Problem statement. In the listing that follows, copy out each line that includes the word "last".

"""

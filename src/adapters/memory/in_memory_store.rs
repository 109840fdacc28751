//! In-Memory Interview Store Adapter
//!
//! Implements every persistence port over process memory.
//! Useful for testing and development.

use async_trait::async_trait;
use std::collections::HashMap;
use std::sync::Arc;
use tokio::sync::RwLock;

use crate::domain::conversation::Turn;
use crate::domain::evaluation::Evaluation;
use crate::domain::foundation::{DomainError, ErrorCode, InterviewId, UserId};
use crate::domain::interview::Interview;
use crate::domain::submission::Submission;
use crate::ports::{
    EvaluationRepository, InterviewRepository, MessageRepository, SubmissionRepository,
};

#[derive(Debug, Default)]
struct StoreState {
    interviews: HashMap<InterviewId, Interview>,
    /// Turns per interview in append order. `created_at` is strictly
    /// increasing within a log.
    turns: HashMap<InterviewId, Vec<Turn>>,
    submissions: HashMap<InterviewId, Vec<Submission>>,
    evaluations: HashMap<InterviewId, Evaluation>,
}

/// In-memory store for interviews and everything they own.
///
/// Clones share the same underlying data.
#[derive(Debug, Clone, Default)]
pub struct InMemoryInterviewStore {
    state: Arc<RwLock<StoreState>>,
}

impl InMemoryInterviewStore {
    pub fn new() -> Self {
        Self::default()
    }

    pub async fn interview_count(&self) -> usize {
        self.state.read().await.interviews.len()
    }

    pub async fn turn_count(&self, interview_id: &InterviewId) -> usize {
        self.state
            .read()
            .await
            .turns
            .get(interview_id)
            .map_or(0, Vec::len)
    }

    pub async fn evaluation_count(&self) -> usize {
        self.state.read().await.evaluations.len()
    }
}

#[async_trait]
impl InterviewRepository for InMemoryInterviewStore {
    async fn save(&self, interview: &Interview) -> Result<(), DomainError> {
        let mut state = self.state.write().await;
        if state.interviews.contains_key(interview.id()) {
            return Err(DomainError::new(
                ErrorCode::Conflict,
                format!("Interview {} already exists", interview.id()),
            ));
        }
        state.interviews.insert(*interview.id(), interview.clone());
        Ok(())
    }

    async fn update(&self, interview: &Interview) -> Result<(), DomainError> {
        let mut state = self.state.write().await;
        match state.interviews.get_mut(interview.id()) {
            Some(stored) => {
                *stored = interview.clone();
                Ok(())
            }
            None => Err(DomainError::new(
                ErrorCode::InterviewNotFound,
                format!("Interview not found: {}", interview.id()),
            )
            .with_detail("interview_id", interview.id().to_string())),
        }
    }

    async fn find_by_id(&self, id: &InterviewId) -> Result<Option<Interview>, DomainError> {
        Ok(self.state.read().await.interviews.get(id).cloned())
    }

    async fn find_by_user(&self, user_id: &UserId) -> Result<Vec<Interview>, DomainError> {
        let state = self.state.read().await;
        let mut interviews: Vec<Interview> = state
            .interviews
            .values()
            .filter(|i| i.user_id() == user_id)
            .cloned()
            .collect();
        interviews.sort_by(|a, b| b.started_at().cmp(a.started_at()));
        Ok(interviews)
    }
}

#[async_trait]
impl MessageRepository for InMemoryInterviewStore {
    async fn append(&self, turn: &Turn) -> Result<(), DomainError> {
        let mut state = self.state.write().await;
        let log = state.turns.entry(turn.interview_id).or_default();

        let mut stored = turn.clone();
        if let Some(last) = log.last() {
            stored.created_at = stored.created_at.ordered_after(&last.created_at);
        }
        log.push(stored);
        Ok(())
    }

    async fn list_by_interview(&self, interview_id: &InterviewId) -> Result<Vec<Turn>, DomainError> {
        let state = self.state.read().await;
        Ok(state
            .turns
            .get(interview_id)
            .cloned()
            .unwrap_or_default())
    }
}

#[async_trait]
impl SubmissionRepository for InMemoryInterviewStore {
    async fn append(&self, submission: &Submission) -> Result<(), DomainError> {
        self.state
            .write()
            .await
            .submissions
            .entry(submission.interview_id)
            .or_default()
            .push(submission.clone());
        Ok(())
    }

    async fn list_by_interview(
        &self,
        interview_id: &InterviewId,
    ) -> Result<Vec<Submission>, DomainError> {
        let state = self.state.read().await;
        let mut submissions = state
            .submissions
            .get(interview_id)
            .cloned()
            .unwrap_or_default();
        submissions.sort_by_key(|s| s.submitted_at);
        Ok(submissions)
    }
}

#[async_trait]
impl EvaluationRepository for InMemoryInterviewStore {
    async fn save(&self, evaluation: &Evaluation) -> Result<(), DomainError> {
        let mut state = self.state.write().await;
        if state.evaluations.contains_key(&evaluation.interview_id) {
            return Err(DomainError::new(
                ErrorCode::Conflict,
                format!("Interview {} already has an evaluation", evaluation.interview_id),
            )
            .with_detail("interview_id", evaluation.interview_id.to_string()));
        }
        state
            .evaluations
            .insert(evaluation.interview_id, evaluation.clone());
        Ok(())
    }

    async fn find_by_interview(
        &self,
        interview_id: &InterviewId,
    ) -> Result<Option<Evaluation>, DomainError> {
        Ok(self.state.read().await.evaluations.get(interview_id).cloned())
    }
}
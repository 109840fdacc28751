//! Adapters - Implementations of port interfaces.
//!
//! Adapters connect the domain to external systems:
//! - `ai` - Model gateway implementations (Gemini, mock)
//! - `memory` - In-process store for tests and local development
//! - `postgres` - PostgreSQL-backed repositories
//! - `http` - REST API

pub mod ai;
pub mod http;
pub mod memory;
pub mod postgres;

pub use ai::{GeminiConfig, GeminiGateway, MockModelGateway};
pub use memory::InMemoryInterviewStore;
pub use postgres::{
    PostgresEvaluationRepository, PostgresInterviewRepository, PostgresMessageRepository,
    PostgresSubmissionRepository,
};
//! GetInterviewHandler - Query handler for an interview and everything it owns.

use std::sync::Arc;

use crate::domain::conversation::Turn;
use crate::domain::evaluation::Evaluation;
use crate::domain::foundation::InterviewId;
use crate::domain::interview::{Interview, InterviewError};
use crate::domain::submission::Submission;
use crate::ports::{
    EvaluationRepository, InterviewRepository, MessageRepository, SubmissionRepository,
};

/// Query for a single interview.
#[derive(Debug, Clone)]
pub struct GetInterviewQuery {
    pub interview_id: InterviewId,
}

/// An interview with its turns, submissions and evaluation.
#[derive(Debug, Clone)]
pub struct InterviewDetails {
    pub interview: Interview,
    pub turns: Vec<Turn>,
    pub submissions: Vec<Submission>,
    pub evaluation: Option<Evaluation>,
}

/// Handler for fetching interview details.
pub struct GetInterviewHandler {
    interviews: Arc<dyn InterviewRepository>,
    messages: Arc<dyn MessageRepository>,
    submissions: Arc<dyn SubmissionRepository>,
    evaluations: Arc<dyn EvaluationRepository>,
}

impl GetInterviewHandler {
    pub fn new(
        interviews: Arc<dyn InterviewRepository>,
        messages: Arc<dyn MessageRepository>,
        submissions: Arc<dyn SubmissionRepository>,
        evaluations: Arc<dyn EvaluationRepository>,
    ) -> Self {
        Self {
            interviews,
            messages,
            submissions,
            evaluations,
        }
    }

    pub async fn handle(&self, query: GetInterviewQuery) -> Result<InterviewDetails, InterviewError> {
        let interview = self
            .interviews
            .find_by_id(&query.interview_id)
            .await?
            .ok_or(InterviewError::NotFound(query.interview_id))?;

        let turns = self.messages.list_by_interview(&query.interview_id).await?;
        let submissions = self.submissions.list_by_interview(&query.interview_id).await?;
        let evaluation = self.evaluations.find_by_interview(&query.interview_id).await?;

        Ok(InterviewDetails {
            interview,
            turns,
            submissions,
            evaluation,
        })
    }
}
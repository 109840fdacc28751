//! Application configuration module
//!
//! This module provides type-safe configuration loading from environment variables
//! using the `config` and `dotenvy` crates. Configuration is loaded with the
//! `INTERVIEWER` prefix and nested values use double underscores as separators.
//!
//! # Example
//!
//! ```no_run
//! use mock_interviewer::config::AppConfig;
//!
//! let config = AppConfig::load().expect("Failed to load configuration");
//! config.validate().expect("Invalid configuration");
//!
//! println!("Server running on {}", config.server.socket_addr().unwrap());
//! ```

mod ai;
mod database;
mod error;
mod server;

pub use ai::AiConfig;
pub use database::DatabaseConfig;
pub use error::{ConfigError, ValidationError};
pub use server::{Environment, ServerConfig};

use serde::Deserialize;

/// Root application configuration
///
/// Load using [`AppConfig::load()`] which reads from environment variables.
#[derive(Debug, Clone, Deserialize)]
pub struct AppConfig {
    /// Server configuration (host, port, environment, API prefix)
    #[serde(default)]
    pub server: ServerConfig,

    /// Database configuration (PostgreSQL connection)
    pub database: DatabaseConfig,

    /// Model gateway configuration (Gemini)
    #[serde(default)]
    pub ai: AiConfig,
}

impl AppConfig {
    /// Reads `.env` (when present) and the `INTERVIEWER__*` environment.
    ///
    /// Nesting follows the double underscore, so `INTERVIEWER__DATABASE__URL`
    /// fills `database.url` and `INTERVIEWER__AI__GEMINI_API_KEY` fills
    /// `ai.gemini_api_key`. Fails when `database.url` is absent or a value
    /// does not parse.
    pub fn load() -> Result<Self, ConfigError> {
        dotenvy::dotenv().ok();

        let config = config::Config::builder()
            .add_source(
                config::Environment::default()
                    .prefix("INTERVIEWER")
                    .prefix_separator("__")
                    .separator("__"),
            )
            .build()?
            .try_deserialize()?;

        Ok(config)
    }

    /// Validate all configuration values
    ///
    /// # Errors
    ///
    /// Returns `ValidationError` if any configuration value is invalid.
    pub fn validate(&self) -> Result<(), ValidationError> {
        self.server.validate()?;
        self.database.validate()?;
        self.ai.validate()?;
        Ok(())
    }

    /// Check if running in production environment
    pub fn is_production(&self) -> bool {
        self.server.is_production()
    }
}
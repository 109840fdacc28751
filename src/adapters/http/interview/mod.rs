//! HTTP adapter for interview endpoints.

mod dto;
mod handlers;
mod routes;

pub use dto::{
    EndInterviewResponse, ErrorResponse, EvaluationResponse, HistoryResponse, InterviewResponse,
    InterviewSummaryResponse, ListInterviewsQuery, MessageResponse, SendMessageRequest,
    SendMessageResponse, StartInterviewRequest, StartInterviewResponse, SubmissionResponse,
    SubmitCodeRequest,
};
pub use handlers::InterviewHandlers;
pub use routes::{interview_router, interview_routes};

"""

Output.
        if let Some(last) = log.last() {
            stored.created_at = stored.created_at.ordered_after(&last.created_at);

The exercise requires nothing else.